The average income for the USA in 2008 was $28K!

That's the average - meaning that for every person earning $75K (not that much) there are a dozen people earning $20K.

90% of people don't work as an 'aspiration'. The don't have 'careers' they have 'jobs'. And 90% of jobs in this world are not very exciting. Stocking shelves, pushing paper etc..

It's crazy to suggest that 'almost all of our jobs are crap and boring and nobody wants to do them but desperate illegal migrants who'll work for crap pay'.

If you pay reasonable wages, people will do regular jobs - that's how almost the entire world works.

If there as no negative social stigma doing things like 'stocking shelves' - and BTW it's a very new phenom - then things would work just fine.

1 comments

> The average income for the USA in 2008 was $28K!

> That's the average - meaning that for every person earning $75K (not that much) there are a dozen people earning $20K.

For all your emphasis, this is a pretty dramatic misunderstanding of how averages work. You'd need a histogram to make the claim you're making.

The population earning $75K can equal the population earning $20K, or have basically any other relation to it, without affecting the average income.

That's why they use Median Income When talking about average income in the US https://en.wikipedia.org/wiki/Personal_income_in_the_United_...
The claim I objected to is much more nonsensical based off of a median figure than it is when based off of a mean. You use median income if you want a sense of how much money a "typical person" earns as opposed to how much the entire population earns collectively. But neither median nor mean will tell you anything at all about the shape of the distribution.

And yes, as dragonwriter points out, your own link clearly shows that the mean US income for 2008 was just over $28K. (It also shows that the mean US income for 2008 was just under $27K; within-article consistency is not a big priority on Wikipedia...)
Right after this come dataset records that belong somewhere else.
/// Record-time declaration of what a pass touches.

use slotmap::SlotMap;
use crate::error::{Galaxy3dError, Galaxy3dResult};
use crate::graphics_device::TargetDesc;
use crate::render_graph::{GlobalBinding, TargetKey};

/// Virtual transient target of one frame
#[derive(Debug, Clone)]
pub struct TransientTarget {
    pub name: String,
    pub desc: TargetDesc,
    /// Last pass that declared a write
    pub last_writer: Option<usize>,
    /// First and last pass using the target
    pub first_use: Option<usize>,
    pub last_use: Option<usize>,
    /// Kept until the frame's last pass instead of its own last use
    pub frame_lifetime: bool,
}

/// Declarations collected from one pass's setup
#[derive(Debug, Default)]
pub(crate) struct PassDeclarations {
    pub reads: Vec<TargetKey>,
    pub writes: Vec<TargetKey>,
    pub binding_reads: Vec<GlobalBinding>,
    pub binding_writes: Vec<GlobalBinding>,
}

/// Builder handed to a pass's setup function
pub struct PassBuilder<'s> {
    pass_name: &'s str,
    pass_index: usize,
    targets: &'s mut SlotMap<TargetKey, TransientTarget>,
    declarations: PassDeclarations,
}

impl<'s> PassBuilder<'s> {
    pub(crate) fn new(
        pass_name: &'s str,
        pass_index: usize,
        targets: &'s mut SlotMap<TargetKey, TransientTarget>,
    ) -> Self {
        Self { pass_name, pass_index, targets, declarations: PassDeclarations::default() }
    }

    /// Declare a new transient target written by this pass.
    ///
    /// Its slot is released right after the last pass that uses it.
    pub fn create_target(&mut self, name: &str, desc: TargetDesc) -> TargetKey {
        self.insert_target(name, desc, false)
    }

    /// Declare a target written by this pass that stays backed until the
    /// frame's last pass has run
    pub fn create_frame_target(&mut self, name: &str, desc: TargetDesc) -> TargetKey {
        self.insert_target(name, desc, true)
    }

    /// Declare a read; the target must have been written by an earlier pass
    /// or by this one
    pub fn read(&mut self, key: TargetKey) -> Galaxy3dResult<TargetKey> {
        let target = self.targets.get(key).ok_or_else(|| self.unknown_target())?;
        if target.last_writer.is_none() {
            return Err(Galaxy3dError::InvalidResource(format!(
                "pass '{}' reads target '{}' before any pass wrote it",
                self.pass_name, target.name
            )));
        }
        if !self.declarations.reads.contains(&key) {
            self.declarations.reads.push(key);
        }
        Ok(key)
    }

    /// Declare a write to an existing target
    pub fn write(&mut self, key: TargetKey) -> Galaxy3dResult<TargetKey> {
        if !self.targets.contains_key(key) {
            return Err(self.unknown_target());
        }
        self.mark_write(key);
        Ok(key)
    }

    /// Declare that the pass samples a global binding
    pub fn read_binding(&mut self, binding: GlobalBinding) {
        if !self.declarations.binding_reads.contains(&binding) {
            self.declarations.binding_reads.push(binding);
        }
    }

    /// Declare that the pass binds a global binding
    pub fn write_binding(&mut self, binding: GlobalBinding) {
        if !self.declarations.binding_writes.contains(&binding) {
            self.declarations.binding_writes.push(binding);
        }
    }

    /// Descriptor of a declared target
    pub fn desc(&self, key: TargetKey) -> Option<&TargetDesc> {
        self.targets.get(key).map(|target| &target.desc)
    }

    pub(crate) fn finish(self) -> PassDeclarations {
        self.declarations
    }

    fn insert_target(&mut self, name: &str, desc: TargetDesc, frame_lifetime: bool) -> TargetKey {
        let key = self.targets.insert(TransientTarget {
            name: name.to_string(),
            desc,
            last_writer: None,
            first_use: None,
            last_use: None,
            frame_lifetime,
        });
        self.mark_write(key);
        key
    }

    fn mark_write(&mut self, key: TargetKey) {
        if let Some(target) = self.targets.get_mut(key) {
            target.last_writer = Some(self.pass_index);
        }
        if !self.declarations.writes.contains(&key) {
            self.declarations.writes.push(key);
        }
    }

    fn unknown_target(&self) -> Galaxy3dError {
        Galaxy3dError::InvalidResource(format!("pass '{}' uses an unknown target", self.pass_name))
    }
}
You're probably right that Ed was referring to the mean. However, Real Median Income was only $29k in 2008 https://fred.stlouisfed.org/series/MEPAINUSA672N

While Real Mean Income was $42k https://fred.stlouisfed.org/series/MAPAINUSA672N

Do you happen to know why, according to that wikipedia page, "According to the U.S Census Bureau 'The per capita income for the overall population in 2008 was $26,964'", whereas according to the source of your charts (which suggest that citations should credit the Census Bureau!), it was $38,376? ( https://fred.stlouisfed.org/series/MAPAINUSA646N ). One of those is being seriously adjusted. I tend to suspect it's the Fed chart, which notes that its population base is those aged 15 years and over.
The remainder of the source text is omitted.